— EXERCISE PROMPT —
Search the records for the string "loaded", and show each line where it appears.

= = = = =

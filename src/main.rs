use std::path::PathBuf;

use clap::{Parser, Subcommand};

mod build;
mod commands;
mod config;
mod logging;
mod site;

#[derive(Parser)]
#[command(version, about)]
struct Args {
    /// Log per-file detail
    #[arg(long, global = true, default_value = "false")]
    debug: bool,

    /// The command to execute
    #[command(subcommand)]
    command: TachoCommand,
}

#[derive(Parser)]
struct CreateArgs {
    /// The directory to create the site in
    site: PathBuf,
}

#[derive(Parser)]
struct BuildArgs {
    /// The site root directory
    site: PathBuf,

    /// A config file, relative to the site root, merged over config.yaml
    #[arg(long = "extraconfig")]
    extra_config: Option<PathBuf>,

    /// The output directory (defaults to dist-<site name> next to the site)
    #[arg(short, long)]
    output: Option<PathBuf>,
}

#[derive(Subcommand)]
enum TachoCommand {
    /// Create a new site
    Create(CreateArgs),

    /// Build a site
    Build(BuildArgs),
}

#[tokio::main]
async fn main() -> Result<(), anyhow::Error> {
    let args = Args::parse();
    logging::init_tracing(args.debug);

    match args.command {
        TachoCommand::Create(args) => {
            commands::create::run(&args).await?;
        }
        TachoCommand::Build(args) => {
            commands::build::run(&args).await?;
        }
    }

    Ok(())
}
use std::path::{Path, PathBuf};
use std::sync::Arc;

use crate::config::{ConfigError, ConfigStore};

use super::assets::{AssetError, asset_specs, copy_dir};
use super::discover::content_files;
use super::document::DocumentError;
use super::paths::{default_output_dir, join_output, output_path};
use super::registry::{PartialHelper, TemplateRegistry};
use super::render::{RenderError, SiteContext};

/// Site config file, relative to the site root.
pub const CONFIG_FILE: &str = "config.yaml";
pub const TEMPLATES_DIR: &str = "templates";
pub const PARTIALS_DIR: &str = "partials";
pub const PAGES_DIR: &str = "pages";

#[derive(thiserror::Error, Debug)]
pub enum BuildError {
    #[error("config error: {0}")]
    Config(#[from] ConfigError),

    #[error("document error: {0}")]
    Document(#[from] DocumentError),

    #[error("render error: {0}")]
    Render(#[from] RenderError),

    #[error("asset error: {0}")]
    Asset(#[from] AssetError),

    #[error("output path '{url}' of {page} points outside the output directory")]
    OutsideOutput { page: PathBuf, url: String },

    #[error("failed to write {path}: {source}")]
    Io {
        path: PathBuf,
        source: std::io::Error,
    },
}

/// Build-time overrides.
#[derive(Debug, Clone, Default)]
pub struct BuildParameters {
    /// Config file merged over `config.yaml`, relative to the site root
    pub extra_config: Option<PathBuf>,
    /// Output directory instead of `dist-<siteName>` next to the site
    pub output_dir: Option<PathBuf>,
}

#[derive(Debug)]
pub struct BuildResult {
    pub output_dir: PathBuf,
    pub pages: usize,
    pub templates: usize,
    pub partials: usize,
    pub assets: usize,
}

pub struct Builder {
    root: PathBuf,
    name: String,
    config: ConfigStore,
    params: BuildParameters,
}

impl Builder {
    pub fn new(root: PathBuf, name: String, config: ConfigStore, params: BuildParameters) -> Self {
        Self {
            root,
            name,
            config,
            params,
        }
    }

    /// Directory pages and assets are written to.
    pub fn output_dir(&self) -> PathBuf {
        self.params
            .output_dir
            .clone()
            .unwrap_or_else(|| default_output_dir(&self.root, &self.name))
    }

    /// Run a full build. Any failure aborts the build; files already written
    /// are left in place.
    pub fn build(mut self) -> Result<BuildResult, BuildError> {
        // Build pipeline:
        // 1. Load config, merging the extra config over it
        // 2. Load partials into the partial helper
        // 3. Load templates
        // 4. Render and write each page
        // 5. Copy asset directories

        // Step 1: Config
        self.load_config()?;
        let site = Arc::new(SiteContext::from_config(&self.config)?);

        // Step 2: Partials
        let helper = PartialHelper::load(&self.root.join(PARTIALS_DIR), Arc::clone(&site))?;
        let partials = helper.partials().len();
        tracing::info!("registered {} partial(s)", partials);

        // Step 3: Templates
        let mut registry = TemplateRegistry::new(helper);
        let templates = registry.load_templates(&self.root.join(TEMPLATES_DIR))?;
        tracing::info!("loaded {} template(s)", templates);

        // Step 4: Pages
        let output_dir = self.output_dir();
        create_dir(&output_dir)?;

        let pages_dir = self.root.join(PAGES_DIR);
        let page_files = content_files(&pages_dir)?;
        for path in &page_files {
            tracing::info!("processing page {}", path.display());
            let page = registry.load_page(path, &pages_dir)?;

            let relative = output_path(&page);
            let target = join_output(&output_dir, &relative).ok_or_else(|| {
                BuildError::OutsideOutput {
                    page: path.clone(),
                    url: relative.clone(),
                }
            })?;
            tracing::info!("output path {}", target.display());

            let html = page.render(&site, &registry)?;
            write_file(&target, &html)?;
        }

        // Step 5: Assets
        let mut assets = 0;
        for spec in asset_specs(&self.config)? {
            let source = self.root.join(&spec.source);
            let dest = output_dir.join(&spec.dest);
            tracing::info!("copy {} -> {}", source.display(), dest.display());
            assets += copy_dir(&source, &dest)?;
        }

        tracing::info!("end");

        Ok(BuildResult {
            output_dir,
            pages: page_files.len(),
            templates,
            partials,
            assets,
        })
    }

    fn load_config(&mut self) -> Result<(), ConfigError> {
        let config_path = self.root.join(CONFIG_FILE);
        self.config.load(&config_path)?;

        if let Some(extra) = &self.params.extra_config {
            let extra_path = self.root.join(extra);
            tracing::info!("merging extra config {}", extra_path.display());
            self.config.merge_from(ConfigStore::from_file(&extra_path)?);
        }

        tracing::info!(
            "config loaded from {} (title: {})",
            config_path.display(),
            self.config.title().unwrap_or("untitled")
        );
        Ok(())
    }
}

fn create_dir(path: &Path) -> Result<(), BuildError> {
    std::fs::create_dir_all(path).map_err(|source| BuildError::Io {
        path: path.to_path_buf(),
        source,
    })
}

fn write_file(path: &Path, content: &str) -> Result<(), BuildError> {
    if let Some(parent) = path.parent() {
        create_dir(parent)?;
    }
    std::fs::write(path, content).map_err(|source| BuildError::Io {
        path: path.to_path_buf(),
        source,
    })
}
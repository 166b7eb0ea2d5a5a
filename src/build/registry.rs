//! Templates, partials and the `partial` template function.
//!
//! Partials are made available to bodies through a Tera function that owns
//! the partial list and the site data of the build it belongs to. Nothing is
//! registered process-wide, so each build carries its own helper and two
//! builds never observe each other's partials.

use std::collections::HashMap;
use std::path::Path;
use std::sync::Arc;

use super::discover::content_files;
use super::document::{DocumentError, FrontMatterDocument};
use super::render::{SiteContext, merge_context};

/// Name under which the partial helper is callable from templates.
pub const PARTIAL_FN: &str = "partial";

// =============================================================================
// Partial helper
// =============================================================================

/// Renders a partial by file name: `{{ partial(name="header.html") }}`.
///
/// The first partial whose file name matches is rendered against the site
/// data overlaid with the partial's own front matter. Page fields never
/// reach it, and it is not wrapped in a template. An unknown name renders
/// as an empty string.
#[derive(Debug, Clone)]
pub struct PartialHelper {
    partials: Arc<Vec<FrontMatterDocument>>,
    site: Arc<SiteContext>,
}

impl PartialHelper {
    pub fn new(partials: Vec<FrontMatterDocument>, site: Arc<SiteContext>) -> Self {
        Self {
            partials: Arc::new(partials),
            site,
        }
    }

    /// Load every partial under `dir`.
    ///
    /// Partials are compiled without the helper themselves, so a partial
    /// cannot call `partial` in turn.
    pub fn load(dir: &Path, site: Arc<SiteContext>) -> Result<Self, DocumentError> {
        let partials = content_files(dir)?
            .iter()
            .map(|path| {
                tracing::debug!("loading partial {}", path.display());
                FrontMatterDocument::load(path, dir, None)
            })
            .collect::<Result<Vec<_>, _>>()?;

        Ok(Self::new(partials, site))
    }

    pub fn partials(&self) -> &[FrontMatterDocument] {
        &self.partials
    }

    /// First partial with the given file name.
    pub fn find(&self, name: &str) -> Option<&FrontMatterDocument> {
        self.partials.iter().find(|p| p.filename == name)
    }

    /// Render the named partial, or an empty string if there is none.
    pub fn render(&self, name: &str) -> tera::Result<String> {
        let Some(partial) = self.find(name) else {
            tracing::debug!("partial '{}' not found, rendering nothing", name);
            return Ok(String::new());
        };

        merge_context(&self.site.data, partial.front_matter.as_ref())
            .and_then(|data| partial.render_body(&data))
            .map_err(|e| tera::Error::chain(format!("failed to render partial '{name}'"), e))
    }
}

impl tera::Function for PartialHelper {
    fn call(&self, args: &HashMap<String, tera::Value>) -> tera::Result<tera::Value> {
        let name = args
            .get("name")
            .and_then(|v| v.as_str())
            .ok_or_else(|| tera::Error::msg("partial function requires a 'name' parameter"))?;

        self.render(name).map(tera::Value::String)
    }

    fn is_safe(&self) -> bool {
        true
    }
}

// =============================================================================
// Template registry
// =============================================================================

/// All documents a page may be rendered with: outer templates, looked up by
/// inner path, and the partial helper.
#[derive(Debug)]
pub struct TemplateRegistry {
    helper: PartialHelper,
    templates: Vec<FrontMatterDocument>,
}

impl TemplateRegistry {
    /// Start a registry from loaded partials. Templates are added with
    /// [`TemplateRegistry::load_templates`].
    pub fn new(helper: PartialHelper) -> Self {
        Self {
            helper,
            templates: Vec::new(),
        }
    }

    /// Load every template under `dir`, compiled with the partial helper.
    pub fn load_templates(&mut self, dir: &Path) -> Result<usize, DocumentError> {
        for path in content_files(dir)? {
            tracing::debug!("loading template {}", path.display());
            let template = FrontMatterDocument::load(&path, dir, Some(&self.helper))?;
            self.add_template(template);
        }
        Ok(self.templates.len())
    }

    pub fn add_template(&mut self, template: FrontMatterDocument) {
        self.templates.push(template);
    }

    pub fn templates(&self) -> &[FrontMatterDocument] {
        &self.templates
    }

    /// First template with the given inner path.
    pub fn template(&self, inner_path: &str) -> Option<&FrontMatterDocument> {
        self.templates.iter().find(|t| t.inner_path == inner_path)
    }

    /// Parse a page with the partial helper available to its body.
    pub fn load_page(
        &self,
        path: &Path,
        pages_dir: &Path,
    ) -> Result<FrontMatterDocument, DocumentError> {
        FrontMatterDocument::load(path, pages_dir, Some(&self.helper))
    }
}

= = = = =

— WRITTEN RESPONSE —
        tracing::info!("loaded {} template(s)", templates);
            "config loaded from {} (title: {})",
    /// Start a registry from loaded partials. Templates are added with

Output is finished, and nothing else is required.